Une Cathédrale sonore
Dans le cadre des célébrations du Millénaire des fondations de la Cathédrale de Strasbourg, l’OPS propose un voyage sonore dans une arche de grès dont aiguilles et dentelures « semblent appartenir à une cristallisation gigantesque », pour reprendre les mots de Nerval.
Une nef immense. Recueillement et silence. Notre-Dame de Strasbourg – malgré son acoustique complexe – est un lieu privilégié pour donner un concert.
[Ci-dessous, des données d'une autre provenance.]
use std::ops::Deref;

use serde::{Deserialize, Serialize};

use super::coerce::to_int;
use super::{FromXml, ParseError, XmlElement};

/// An ordered list of records tagged with the version of the file it was read from.
///
/// Equality compares items only; two lists read from files with different
/// version numbers but identical records are equal. A `VersionedList` also
/// compares equal to a plain `Vec` or slice holding the same items.
///
/// Lists are populated once while a document is parsed and are not meant to be
/// mutated concurrently afterwards.
#[derive(Debug, Clone, Serialize, Deserialize)]
pub struct VersionedList<T> {
    version: u32,
    items: Vec<T>,
}

impl<T> VersionedList<T> {
    /// Create an empty list
    pub fn new(version: u32) -> Self {
        Self {
            version,
            items: Vec::new(),
        }
    }

    /// Create a list from existing items
    pub fn with_items(version: u32, items: impl IntoIterator<Item = T>) -> Self {
        Self {
            version,
            items: items.into_iter().collect(),
        }
    }

    /// Create an empty list using the `Version` of `element`.
    ///
    /// Items are not read here; call [`append_from_element`](Self::append_from_element)
    /// once any other top-level fields have been read.
    pub fn from_xml_element(element: &XmlElement) -> Result<Self, ParseError> {
        let version = to_int(element.version_text()?)
            .map_err(|e| ParseError::field("Version", e))?;
        Ok(Self::new(version))
    }

    /// Version number of the file the items were read from
    pub fn version(&self) -> u32 {
        self.version
    }

    /// Items in document order
    pub fn items(&self) -> &[T] {
        &self.items
    }

    /// Append an item
    pub fn push(&mut self, item: T) {
        self.items.push(item);
    }

    /// Consume the list, returning its items
    pub fn into_items(self) -> Vec<T> {
        self.items
    }
}

impl<T: FromXml> VersionedList<T> {
    /// Build an item from every child of `element` named `child_tag` and
    /// append it, in document order
    pub fn append_from_element(
        &mut self,
        element: &XmlElement,
        child_tag: &str,
    ) -> Result<&mut Self, ParseError> {
        for child in element.children_named(child_tag) {
            self.items.push(T::from_xml(child)?);
        }
        Ok(self)
    }
}

impl<T> Default for VersionedList<T> {
    fn default() -> Self {
        Self::new(0)
    }
}

impl<T> Deref for VersionedList<T> {
    type Target = [T];

    fn deref(&self) -> &[T] {
        &self.items
    }
}

impl<T> IntoIterator for VersionedList<T> {
    type Item = T;
    type IntoIter = std::vec::IntoIter<T>;

    fn into_iter(self) -> Self::IntoIter {
        self.items.into_iter()
    }
}

impl<'a, T> IntoIterator for &'a VersionedList<T> {
    type Item = &'a T;
    type IntoIter = std::slice::Iter<'a, T>;

    fn into_iter(self) -> Self::IntoIter {
        self.items.iter()
    }
}

impl<T> Extend<T> for VersionedList<T> {
    fn extend<I: IntoIterator<Item = T>>(&mut self, iter: I) {
        self.items.extend(iter);
    }
}

impl<T: PartialEq> PartialEq for VersionedList<T> {
    fn eq(&self, other: &Self) -> bool {
        self.items == other.items
    }
}

impl<T: PartialEq> PartialEq<Vec<T>> for VersionedList<T> {
    fn eq(&self, other: &Vec<T>) -> bool {
        &self.items == other
    }
}

impl<T: PartialEq> PartialEq<[T]> for VersionedList<T> {
    fn eq(&self, other: &[T]) -> bool {
        self.items.as_slice() == other
    }
}

impl<T: PartialEq> PartialEq<&[T]> for VersionedList<T> {
    fn eq(&self, other: &&[T]) -> bool {
        self.items.as_slice() == *other
    }
}

impl<T: PartialEq> PartialEq<VersionedList<T>> for Vec<T> {
    fn eq(&self, other: &VersionedList<T>) -> bool {
        self == &other.items
    }
}

#[cfg(test)]
mod tests {
    use super::*;

    #[derive(Debug, Clone, PartialEq)]
    struct Item(u32);

    impl FromXml for Item {
        fn from_xml(element: &XmlElement) -> Result<Self, ParseError> {
            let id = element.require_attribute("Id")?;
            Ok(Item(to_int(id).map_err(|e| ParseError::field("Id", e))?))
        }
    }

    fn document() -> XmlElement {
        XmlElement::new("Items")
            .with_text_child("Version", "3")
            .with_child(XmlElement::new("Item").with_attribute("Id", "1"))
            .with_child(XmlElement::new("Other"))
            .with_child(XmlElement::new("Item").with_attribute("Id", "2"))
    }

    #[test]
    fn test_from_xml_element_does_not_populate() {
        let list = VersionedList::<Item>::from_xml_element(&document()).unwrap();
        assert_eq!(list.version(), 3);
        assert!(list.is_empty());
    }

    #[test]
    fn test_append_from_element_keeps_order() {
        let element = document();
        let mut list = VersionedList::<Item>::from_xml_element(&element).unwrap();
        list.append_from_element(&element, "Item").unwrap();
        assert_eq!(list.len(), 2);
        assert_eq!(list[0], Item(1));
        assert_eq!(list[1], Item(2));
    }

    #[test]
    fn test_equality_ignores_version() {
        let a = VersionedList::with_items(1, vec![Item(1), Item(2)]);
        let b = VersionedList::with_items(7, vec![Item(1), Item(2)]);
        assert_eq!(a, b);
        assert_eq!(a, vec![Item(1), Item(2)]);
        assert_eq!(vec![Item(1), Item(2)], a);
        assert_eq!(a, [Item(1), Item(2)][..]);
        assert_ne!(a, vec![Item(2), Item(1)]);
        assert_ne!(a, VersionedList::with_items(1, vec![Item(1)]));
    }

    #[test]
    fn test_missing_or_bad_version() {
        let missing = XmlElement::new("Items");
        assert!(matches!(
            VersionedList::<Item>::from_xml_element(&missing),
            Err(ParseError::MissingElement { .. })
        ));

        let negative = XmlElement::new("Items").with_text_child("Version", "-1");
        assert!(matches!(
            VersionedList::<Item>::from_xml_element(&negative),
            Err(ParseError::InvalidField { .. })
        ));
    }

    #[test]
    fn test_item_errors_propagate() {
        let element = XmlElement::new("Items")
            .with_text_child("Version", "1")
            .with_child(XmlElement::new("Item"));
        let mut list = VersionedList::<Item>::from_xml_element(&element).unwrap();
        assert!(list.append_from_element(&element, "Item").is_err());
    }
}
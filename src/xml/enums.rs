//! Vendor enumerations and flag sets found in the run directory files.
//!
//! Integer-coded enumerations resolve from their numeric code and string-coded
//! ones from their literal name; both go through
//! [`enum_from_value_or_member`](super::coerce::enum_from_value_or_member).

use std::fmt;
use std::ops::BitOr;

use serde::{Deserialize, Serialize};

use super::coerce::{MemberOr, VendorEnum};

macro_rules! int_enum {
    (
        $(#[$meta:meta])*
        $name:ident {
            $( $(#[$vmeta:meta])* $variant:ident = $code:literal, )+
        }
    ) => {
        $(#[$meta])*
        #[derive(Debug, Clone, Copy, PartialEq, Eq, Hash, Serialize, Deserialize)]
        #[repr(i32)]
        pub enum $name {
            $( $(#[$vmeta])* $variant = $code, )+
        }

        impl VendorEnum for $name {
            type Underlying = i32;
            const NAME: &'static str = stringify!($name);

            fn from_underlying(value: &i32) -> Option<Self> {
                match *value {
                    $( $code => Some($name::$variant), )+
                    _ => None,
                }
            }

            fn to_underlying(&self) -> i32 {
                *self as i32
            }
        }

        impl From<$name> for MemberOr<'_, $name> {
            fn from(member: $name) -> Self {
                MemberOr::Member(member)
            }
        }

        impl From<$name> for i32 {
            fn from(member: $name) -> i32 {
                member as i32
            }
        }
    };
}

macro_rules! str_enum {
    (
        $(#[$meta:meta])*
        $name:ident {
            $( $(#[$vmeta:meta])* $variant:ident, )+
        }
    ) => {
        $(#[$meta])*
        #[derive(Debug, Clone, Copy, PartialEq, Eq, Hash, Serialize, Deserialize)]
        pub enum $name {
            $( $(#[$vmeta])* $variant, )+
        }

        impl $name {
            /// The literal used for this member in the documents
            pub fn as_str(&self) -> &'static str {
                match self {
                    $( $name::$variant => stringify!($variant), )+
                }
            }
        }

        impl VendorEnum for $name {
            type Underlying = String;
            const NAME: &'static str = stringify!($name);

            fn from_underlying(value: &String) -> Option<Self> {
                match value.as_str() {
                    $( stringify!($variant) => Some($name::$variant), )+
                    _ => None,
                }
            }

            fn to_underlying(&self) -> String {
                self.as_str().to_string()
            }
        }

        impl From<$name> for MemberOr<'_, $name> {
            fn from(member: $name) -> Self {
                MemberOr::Member(member)
            }
        }

        impl fmt::Display for $name {
            fn fmt(&self, f: &mut fmt::Formatter<'_>) -> fmt::Result {
                f.write_str(self.as_str())
            }
        }
    };
}

macro_rules! flag_set {
    (
        $(#[$meta:meta])*
        $name:ident {
            $( $(#[$fmeta:meta])* $flag:ident = $bits:literal, )+
        }
    ) => {
        $(#[$meta])*
        #[derive(Debug, Clone, Copy, Default, PartialEq, Eq, Hash, Serialize, Deserialize)]
        #[serde(transparent)]
        pub struct $name(u32);

        impl $name {
            $( $(#[$fmeta])* pub const $flag: $name = $name($bits); )+

            const KNOWN_BITS: u32 = 0 $( | $bits )+;

            /// Flag set from raw bits, if every bit is a known flag
            pub fn from_bits(bits: u32) -> Option<Self> {
                if bits & !Self::KNOWN_BITS == 0 {
                    Some($name(bits))
                } else {
                    None
                }
            }

            /// Raw bits
            pub fn bits(&self) -> u32 {
                self.0
            }

            /// Whether all flags in `other` are set
            pub fn contains(&self, other: $name) -> bool {
                self.0 & other.0 == other.0
            }

            /// Whether no flag is set
            pub fn is_empty(&self) -> bool {
                self.0 == 0
            }
        }

        impl BitOr for $name {
            type Output = $name;

            fn bitor(self, rhs: $name) -> $name {
                $name(self.0 | rhs.0)
            }
        }

        impl VendorEnum for $name {
            type Underlying = u32;
            const NAME: &'static str = stringify!($name);

            fn from_underlying(value: &u32) -> Option<Self> {
                Self::from_bits(*value)
            }

            fn to_underlying(&self) -> u32 {
                self.0
            }
        }

        impl From<$name> for MemberOr<'_, $name> {
            fn from(member: $name) -> Self {
                MemberOr::Member(member)
            }
        }
    };
}

int_enum! {
    /// Acquisition status recorded in `Contents.xml`
    AcqStatus {
        /// The acquisition has been initialised
        Init = 0,
        /// The acquisition has started
        Start = 1,
        /// The acquisition has ended
        End = 2,
        /// The acquisition has stopped
        Stop = 3,
    }
}

int_enum! {
    /// How the sample was introduced
    MeasurementType {
        /// Unknown measurement type
        Unknown = 0,
        /// Direct infusion
        Infusion = 1,
        /// Chromatographic separation
        Chromatographic = 2,
    }
}

int_enum! {
    /// Separation technique used ahead of the mass spectrometer
    SeparationTechnique {
        /// Unspecified separation technique
        Unspecified = 0,
        /// No separation
        None = 1,
        /// Gas chromatography
        GC = 2,
        /// Liquid chromatography
        LC = 3,
        /// Capillary electrophoresis
        CE = 4,
    }
}

int_enum! {
    /// Kind of instrument module
    DeviceType {
        /// Unknown device
        Unknown = 0,
        /// Mixed
        Mixed = 1,
        /// Quadrupole mass spectrometer
        Quadrupole = 2,
        /// Ion trap mass spectrometer
        IonTrap = 3,
        /// Time-of-flight mass spectrometer
        TimeOfFlight = 4,
        /// Tandem quadrupole mass spectrometer
        TandemQuadrupole = 5,
        /// Quadrupole time-of-flight mass spectrometer
        QuadrupoleTimeOfFlight = 6,
        /// Flame ionization detector
        FlameIonizationDetector = 10,
        /// Thermal conductivity detector
        ThermalConductivityDetector = 11,
        /// Refractive index detector
        RefractiveIndexDetector = 12,
        /// Multi wavelength detector
        MultiWavelengthDetector = 13,
        /// Diode array detector
        DiodeArrayDetector = 14,
        /// Variable wavelength detector
        VariableWavelengthDetector = 15,
        /// Analog digital converter
        AnalogDigitalConverter = 16,
        /// Electron capture detector
        ElectronCaptureDetector = 17,
        /// Fluorescence detector
        FluorescenceDetector = 18,
        /// Evaporative light scattering detector
        EvaporativeLightScatteringDetector = 19,
        /// ALS
        ALS = 20,
        /// Autosampler
        AutoSampler = 21,
        /// Micro well-plate sampler
        MicroWellPlateSampler = 22,
        /// CTC
        CTC = 23,
        /// Isocratic pump
        IsocraticPump = 30,
        /// Binary pump
        BinaryPump = 31,
        /// Quaternary pump
        QuaternaryPump = 32,
        /// Capillary pump
        CapillaryPump = 33,
        /// Nano pump
        Nanopump = 34,
        /// Low flow pump
        LowFlowPump = 35,
        /// Thermostatted column compartment
        ThermostattedColumnCompartment = 40,
        /// Chip cube
        ChipCube = 41,
        /// CAN valves
        CANValves = 42,
        /// UIB 2
        UIB2 = 43,
        /// Flex cube
        FlexCube = 44,
        /// GC detector
        GCDetector = 50,
        /// Nitrogen-phosphorous detector
        NitrogenPhosphorousDetector = 51,
        /// Flame photometric detector
        FlamePhotometricDetector = 52,
        /// CE
        CE = 60,
        /// SFC
        SFC = 70,
        /// Pump valve cluster
        PumpValveCluster = 80,
        /// Column compartment cluster
        ColumnCompCluster = 81,
        /// HDR
        HDR = 82,
        /// Multi-column cluster
        MultiColumnCluster = 83,
        /// Compact LC isocratic pump
        CompactLCIsoPump = 90,
        /// Compact LC gradient pump
        CompactLCGradPump = 91,
        /// Compact LC 1220 isocratic pump
        CompactLC1220IsoPump = 92,
        /// Compact LC 1220 gradient pump
        CompactLC1220GradPump = 93,
        /// Compact LC column oven
        CompactLCColumnOven = 94,
        /// Compact LC autosampler
        CompactLCSampler = 95,
        /// Compact LC 1220 autosampler
        CompactLC1220Sampler = 96,
        /// Compact LC variable wavelength detector
        CompactLCVWD = 97,
        /// Compact LC 1220 variable wavelength detector
        CompactLC1220VWD = 98,
        /// Compact LC 1220 diode array detector
        CompactLC1220DAD = 99,
    }
}

int_enum! {
    /// Supplier of a device
    DeviceVendor {
        /// Supplied by a company other than Agilent
        Other = 0,
        /// Supplied by Agilent
        Agilent = 1,
    }
}

flag_set! {
    /// Kinds of data a device stores
    StoredDataType {
        /// Unspecified data type
        UNSPECIFIED = 0,
        /// Chromatographic data
        CHROMATOGRAMS = 1,
        /// Instrument curves
        INSTRUMENT_CURVES = 2,
        /// Spectral data
        SPECTRA = 4,
        /// Mass spectral data
        MASS_SPECTRA = 8,
        /// All data types
        ALL = 15,
    }
}

flag_set! {
    /// IRM / runtime calibration status of the time segments
    IrmStatus {
        /// Success
        SUCCESS = 0,
        /// Some reference ions were missed
        SOME_IONS_MISSED = 1,
        /// All reference ions were missed
        ALL_IONS_MISSED = 2,
    }
}

str_enum! {
    /// Mass calibration reference technique
    CalibrationTechnique {
        /// External calibration reference
        ExternalReference,
        /// Internal calibration reference
        InternalReference,
        /// Undefined calibration reference
        Undefined,
    }
}

str_enum! {
    /// Mass calibration formula
    CalibrationFormula {
        /// Traditional formula
        Traditional,
        /// Polynomial formula
        Polynomial,
        /// Original four-term formula
        OriginalFourTerm,
        /// Undefined formula
        Undefined,
    }
}

impl Default for CalibrationTechnique {
    fn default() -> Self {
        CalibrationTechnique::Undefined
    }
}

impl Default for CalibrationFormula {
    fn default() -> Self {
        CalibrationFormula::Undefined
    }
}

impl Default for DeviceType {
    fn default() -> Self {
        DeviceType::Unknown
    }
}

impl Default for DeviceVendor {
    fn default() -> Self {
        DeviceVendor::Other
    }
}
//! # agilent-metadata
//!
//! Command-line tool for extracting acquisition metadata from Agilent
//! MassHunter `.d` run directories.
//!
//! ## Usage
//!
//! ```bash
//! # Dump all metadata as JSON
//! agilent-metadata extract Sample_Run.d -o metadata.json --pretty
//!
//! # Check which metadata files parse
//! agilent-metadata check Sample_Run.d
//! ```

use anyhow::Result;
use clap::Parser;

mod cli;

fn main() -> Result<()> {
    let cli = cli::Cli::parse();
    cli::init_logging(cli.verbosity());
    cli::dispatch(cli)
}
Question d’atmosphère… Afin de célébrer les mille ans de ses fondations, Marko Letonja, après une Symphonie n°2 “Résurrection” de Mahler très réussie l’année passée, a choisi de nous inviter à « un voyage dans le temps en lien avec la Cathédrale, du XIIIe au XXIe siècle ». Il débute avec les Beata Viscera de Pérotin, un des pères de la musique occidentale, pour se poursuivre avec des pages de François-Xavier Richter et Ignace Joseph Pleyel qui furent tous deux maîtres de chapelle à Strasbourg (le premier jusqu’en 1789, le deuxième juste après). Du second nommé, on découvrira le Tocsin de la Révolution du 10 août, composition passionnante au point de vue historique, puisqu’elle est un exemple précoce de ce que la dictature peut générer sur le plan musical. Elle commémore en effet le deuxième anniversaire de la journée du 10 août 1792 marquant la fin de la Monarchie avec la prise des Tuileries. Menacé par la Terreur, Pleyel exalte de manière spectaculaire le nouveau régime. Également programmés sont les rares Cloches de la Cathédrale de Strasbourg de Liszt ou le douloureux Chant des Déportés de Messiaen.
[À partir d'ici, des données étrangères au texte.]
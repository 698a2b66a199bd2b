use std::path::PathBuf;

use crate::xml::ParseError;

/// Errors that can occur while extracting metadata from a run directory
#[derive(Debug, thiserror::Error)]
pub enum MetadataError {
    /// Path is not a directory containing `AcqData/Contents.xml`
    #[error("'{}' does not appear to be a valid .d datafile.", .0.display())]
    NotADatafile(PathBuf),

    /// One of the metadata files could not be parsed
    #[error(transparent)]
    Parse(#[from] ParseError),

    /// I/O error preparing a path
    #[error("Failed to prepare {}: {source}", path.display())]
    Io {
        /// Path being prepared
        path: PathBuf,
        /// Underlying I/O error
        #[source]
        source: std::io::Error,
    },

    /// JSON serialization/deserialization error
    #[error("JSON serialization error: {0}")]
    Json(#[from] serde_json::Error),
}
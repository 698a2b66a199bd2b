//! # Metadata aggregation
//!
//! Composes the eight record parsers into one snapshot of a run directory.
//! A run directory (`<name>.d`) is recognised by the presence of
//! `AcqData/Contents.xml`; every other file is read from the same `AcqData`
//! folder.
//!
//! ```no_run
//! use agilent_metadata::metadata::extract_metadata;
//!
//! let metadata = extract_metadata("Sample_Run.d")?;
//! println!("{}", metadata.contents.instrument_name);
//! for device in metadata.devices.iter() {
//!     println!("{} ({})", device.display_name, device.device_id);
//! }
//! # Ok::<(), agilent_metadata::metadata::MetadataError>(())
//! ```
//!
//! Extraction is a pure composition step: the first parser failure is
//! returned unchanged and no partial result is produced.

mod error;
mod paths;
mod report;

#[cfg(test)]
mod tests;

use std::path::Path;

use log::info;
use serde::{Deserialize, Serialize};

use crate::records::{
    AcqMethod, ActualsDef, CalibrationList, Contents, DeviceConfigInfo, DeviceList,
    MSTimeSegments, SampleInfo,
};
use crate::xml::{ParseOptions, XmlFile};

pub use error::MetadataError;
pub use paths::{acq_data_dir, is_datafile, prepare_filepath, ACQ_DATA};
pub use report::{check_datafile, CheckReport, CheckStatus, FileCheck};

/// All metadata extracted from a run directory
#[derive(Debug, Clone, PartialEq, Serialize, Deserialize)]
pub struct MetadataDict {
    /// The method used to acquire the data, from `AcqMethod.xml`
    pub method: AcqMethod,
    /// Contents of the run, from `Contents.xml`
    pub contents: Contents,
    /// Mass calibrations, from `DefaultMassCal.xml`
    pub default_mass_cal: CalibrationList,
    /// Device configuration, from `DeviceConfigInfo.xml`
    pub device_config_info: DeviceConfigInfo,
    /// Device inventory, from `Devices.xml`
    pub devices: DeviceList,
    /// Actual definitions for all devices, from `MSActualDefs.xml`
    pub ms_actual_defs: ActualsDef,
    /// Time segments, from `MSTS.xml`
    pub ms_time_segments: MSTimeSegments,
    /// Sample information, from `sample_info.xml`
    pub sample_info: SampleInfo,
}

impl MetadataDict {
    /// Serialize to JSON
    pub fn to_json(&self) -> Result<String, MetadataError> {
        Ok(serde_json::to_string(self)?)
    }

    /// Serialize to indented JSON
    pub fn to_json_pretty(&self) -> Result<String, MetadataError> {
        Ok(serde_json::to_string_pretty(self)?)
    }

    /// Deserialize from JSON
    pub fn from_json(json: &str) -> Result<Self, MetadataError> {
        Ok(serde_json::from_str(json)?)
    }
}

/// Extract metadata from a run directory, validating every file against its
/// bundled schema
pub fn extract_metadata(path: impl AsRef<Path>) -> Result<MetadataDict, MetadataError> {
    extract_metadata_with(path, &ParseOptions::default())
}

/// Extract metadata from a run directory with explicit parse options.
///
/// `path` is made absolute first (see [`prepare_filepath`]); no directories
/// are created. Fails with [`MetadataError::NotADatafile`] naming the
/// absolute path when it is not a run directory; otherwise any parser error
/// is returned as-is.
pub fn extract_metadata_with(
    path: impl AsRef<Path>,
    options: &ParseOptions,
) -> Result<MetadataDict, MetadataError> {
    let path = prepare_filepath(path, false)?;
    let path = path.as_path();
    if !is_datafile(path) {
        return Err(MetadataError::NotADatafile(path.to_path_buf()));
    }

    let dir = acq_data_dir(path);
    let metadata = MetadataDict {
        method: AcqMethod::read_from_dir(&dir, options)?,
        contents: Contents::read_from_dir(&dir, options)?,
        default_mass_cal: CalibrationList::read_from_dir(&dir, options)?,
        device_config_info: DeviceConfigInfo::read_from_dir(&dir, options)?,
        devices: DeviceList::read_from_dir(&dir, options)?,
        ms_actual_defs: ActualsDef::read_from_dir(&dir, options)?,
        ms_time_segments: MSTimeSegments::read_from_dir(&dir, options)?,
        sample_info: SampleInfo::read_from_dir(&dir, options)?,
    };

    info!(
        "Extracted metadata from {} ({} devices, {} time segments)",
        path.display(),
        metadata.devices.len(),
        metadata.ms_time_segments.len()
    );
    Ok(metadata)
}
Mais la pièce maîtresse de ce concert est It is Finished : a Ritual for Strasbourg Cathedral de Sir John Tavener, dernière partition que son auteur ait pu achever avant sa disparition, en novembre 2013. « Pour cette création mondiale qui évoque par certains aspects la tradition grégorienne, instrumentistes et chanteurs sont disposés en quatre groupes, en forme de croix », explique Marko Letonja. On y retrouvera la vision mystique et syncrétique de l’auteur de The Veil of The Temple (2003), pièce monumentale de sept heures embrassant la religion orthodoxe – à laquelle il était converti –, mais aussi l’islam, l’hindouisme, le bouddhisme, le judaïsme et les croyances des Indiens d’Amérique. D’un accès facile, la musique de celui qui avait connu le succès à 24 ans avec The Whale (enregistré sur le label des Beatles, Apple Record) fascine. Pensons à des œuvres comme The Song for Athene (1993), joué aux funérailles de Lady Diana, en 1997. À la mémoire de la Princesse du Galles, il écrivit aussi Eternity’s Sunrise tandis qu’il dédia Ex Maria Virgin à la nouvelle duchesse de Cornouailles, Camilla Parker Bowles, et au prince Charles pour leur mariage en 2005.